The reply should hold every line of the data, unchanged and complete.
Top of RECORD SET
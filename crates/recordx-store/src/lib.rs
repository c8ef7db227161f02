//! recordx Store - SQLite reference persistence for the harness
//!
//! Provides:
//! - Connection management and an embedded, checksummed migration runner
//! - `SqliteRepo` for typed records with JSON attribute values
//! - `SqliteRecord` (an `Entity`) and `SqlitePersistence` (a `Persistence`)
//!   so the matchers can run against a real database

pub mod db;
pub mod entity;
pub mod errors;
pub mod migrations;
pub mod repo;

pub use entity::{SqlitePersistence, SqliteRecord};
pub use errors::Result;
pub use repo::SqliteRepo;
Bottom of RECORD SET
EXERCISE RESPONSE:
filename crates/recordx-store/src/lib.rs
repository c8ef7db227161f02
//! recordx Store - SQLite reference persistence for the harness
//!
//! Provides:
//! - Connection management and an embedded, checksummed migration runner
//! - `SqliteRepo` for typed records with JSON attribute values
//! - `SqliteRecord` (an `Entity`) and `SqlitePersistence` (a `Persistence`)
//!   so the matchers can run against a real database

pub mod db;
pub mod entity;
pub mod errors;
pub mod migrations;
pub mod repo;

pub use entity::{SqlitePersistence, SqliteRecord};
pub use errors::Result;
pub use repo::SqliteRepo;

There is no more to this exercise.